There is full and continuous information about the results of actions and the current state of the product or service. After an action has been executed, it is easy to determine the new state.

       
3.
   
Conceptual model.
The design projects all the information needed to create a good conceptual model of the system, leading to understanding and a feeling of control. The conceptual model enhances both discoverability and evaluation of results.

       
4.
   
Affordances.
The proper affordances exist to make the desired actions possible.

       
5.
   
Signifiers.
Effective use of signifiers ensures discoverability and that the feedback is well communicated and intelligible.

       
6.
   
Mappings.
The relationship between controls and their actions follows the principles of good mapping, enhanced as much as possible through spatial layout and temporal contiguity.

       
7.
   
Constraints.
Providing physical, logical, semantic, and cultural constraints guides actions and eases interpretation.

The next time you can't immediately figure out the shower control in a hotel room or have trouble using an unfamiliar television set or kitchen appliance, remember that the problem is in the design. Ask yourself where the problem lies. At which of the seven stages of action does it fail? Which design principles are deficient?

But it is easy to find fault: the key is to be able to do things better. Ask yourself how the difficulty came about. Realize that many different groups of people might have been involved, each of which might have had intelligent, sensible reasons for their actions. For example, a troublesome bathroom shower was designed by people who were unable to know how it would be installed, then the shower controls might have been selected by a building contractor to fit the home plans provided by yet another person. Finally, a plumber, who may not have had contact with any of the other people, did the installation. Where did the problems arise? It could have been at any one (or several) of these stages.
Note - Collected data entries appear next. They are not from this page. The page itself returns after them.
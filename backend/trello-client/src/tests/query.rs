// Unit tests for query parameter flattening

use crate::client::{QueryParams, QueryValue};

fn pairs(params: &QueryParams) -> Vec<(String, String)> {
    params.flatten()
}

fn pair(name: &str, value: &str) -> (String, String) {
    (name.to_string(), value.to_string())
}

/// **VALUE**: Verifies each scalar kind is encoded the way Trello parses it.
///
/// **BUG THIS CATCHES**: Positions sent as `16384.0` instead of `16384`, or booleans
/// capitalised, both of which Trello rejects.
#[test]
fn given_scalar_values_when_flattened_then_encoded_as_trello_strings() {
    let params = QueryParams::new()
        .with("name", "Roadmap")
        .with("closed", true)
        .with("limit", 50_i64)
        .with("pos", 16384.0)
        .with("ratio", 0.5);

    assert_eq!(
        pairs(&params),
        vec![
            pair("name", "Roadmap"),
            pair("closed", "true"),
            pair("limit", "50"),
            pair("pos", "16384"),
            pair("ratio", "0.5"),
        ]
    );
}

/// **VALUE**: Verifies lists are comma joined (`/batch?urls=/a,/b`).
#[test]
fn given_list_value_when_flattened_then_items_are_comma_joined() {
    let params = QueryParams::new().with("urls", vec!["/members/me", "/boards/abc"]);

    assert_eq!(pairs(&params), vec![pair("urls", "/members/me,/boards/abc")]);
}

/// **VALUE**: Verifies maps flatten to Trello's underscore convention, recursively.
///
/// **WHY THIS MATTERS**: Board creation sets visibility through `prefs_permissionLevel`.
/// A wrong encoding silently creates a private board when a public one was asked for.
#[test]
fn given_nested_map_when_flattened_then_keys_are_joined_with_underscore() {
    let params = QueryParams::new().with(
        "prefs",
        QueryParams::new()
            .with("permissionLevel", "public")
            .with("voting", QueryParams::new().with("enabled", false)),
    );

    assert_eq!(
        pairs(&params),
        vec![
            pair("prefs_permissionLevel", "public"),
            pair("prefs_voting_enabled", "false"),
        ]
    );
}

#[test]
fn given_params_when_inspected_then_order_and_membership_are_preserved() {
    let mut params = QueryParams::new();
    params.push("b", 2_u32);
    params.push("a", QueryValue::Text("1".into()));

    assert_eq!(params.len(), 2);
    assert!(params.contains("a"));
    assert!(!params.contains("c"));
    assert_eq!(pairs(&params)[0].0, "b");
}
mod redacted_secret;
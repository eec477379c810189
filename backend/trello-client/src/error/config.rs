use std::path::PathBuf;

use common::ErrorLocation;
use thiserror::Error;

#[derive(Debug, Error)]
pub enum ConfigError {
    #[error("Config Read Error: {path}: {source} {location}")]
    ReadError {
        location: ErrorLocation,
        path: PathBuf,
        #[source]
        source: std::io::Error,
    },

    #[error("Config Parse Error: {path}: {reason} {location}")]
    ParseError {
        location: ErrorLocation,
        path: PathBuf,
        reason: String,
    },

    #[error("Config Write Error: {path}: {source} {location}")]
    WriteError {
        location: ErrorLocation,
        path: PathBuf,
        #[source]
        source: std::io::Error,
    },

    #[error("Config Directory Not Found Error {location}")]
    DirectoryNotFound { location: ErrorLocation },

    #[error("Config Serialization Error: {reason} {location}")]
    SerializeError {
        location: ErrorLocation,
        reason: String,
    },

    #[error("Config Validation Error: {reason} {location}")]
    ValidationError {
        location: ErrorLocation,
        reason: String,
    },

    #[error("Missing Credential Error: environment variable {variable} is not set {location}")]
    MissingCredential {
        location: ErrorLocation,
        variable: String,
    },

    #[error("Environment Load Error: {reason} {location}")]
    EnvLoad {
        location: ErrorLocation,
        reason: String,
    },
}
The result may appear to be poor design, but it may actually arise from poor communication.

One of my self-imposed rules is, “Don't criticize unless you can do better.” Try to understand how the faulty design might have occurred: try to determine how it could have been done otherwise. Thinking about the causes and possible fixes to bad design should make you better appreciate good design. So, the next time you come across a well-designed object, one that you can use smoothly and effortlessly on the first try, stop and examine it. Consider how well it masters the seven stages of action and the principles of design. Recognize that most of our interactions with products are actually interactions with a complex system: good design requires consideration of the entire system to ensure that the requirements, intentions, and desires at each stage are faithfully understood and respected at all the other stages.

CHAPTER THREE

KNOWLEDGE IN THE HEAD AND IN THE WORLD

          
A friend kindly let me borrow his car, an older, classic Saab. Just before I was about to leave, I found a note waiting for me: “I should have mentioned that to get the key out of the ignition, the car needs to be in reverse.” The car needs to be in reverse! If I hadn't seen the note, I never could have figured that out. There was no visible cue in the car: the knowledge needed for this trick had to reside in the head. If the driver lacks that knowledge, the key stays in the ignition forever
.

Every day we are confronted by numerous objects, devices, and services, each of which requires us to behave or act in some particular manner. Overall, we manage quite well. Our knowledge is often quite incomplete, ambiguous, or even wrong, but that doesn't matter: we still get through the day just fine. How do we manage? We combine knowledge in the head with knowledge in the world. Why combine? Because neither alone will suffice.

It is easy to demonstrate the faulty nature of human knowledge and memory. The psychologists Ray Nickerson and Marilyn Adams showed that people do not remember what common coins look like (
Figure 3.1
). Even though the example is for the American one-cent piece, the penny, the finding holds true for currencies across the world. But despite our ignorance of the coins' appearance, we use our money properly.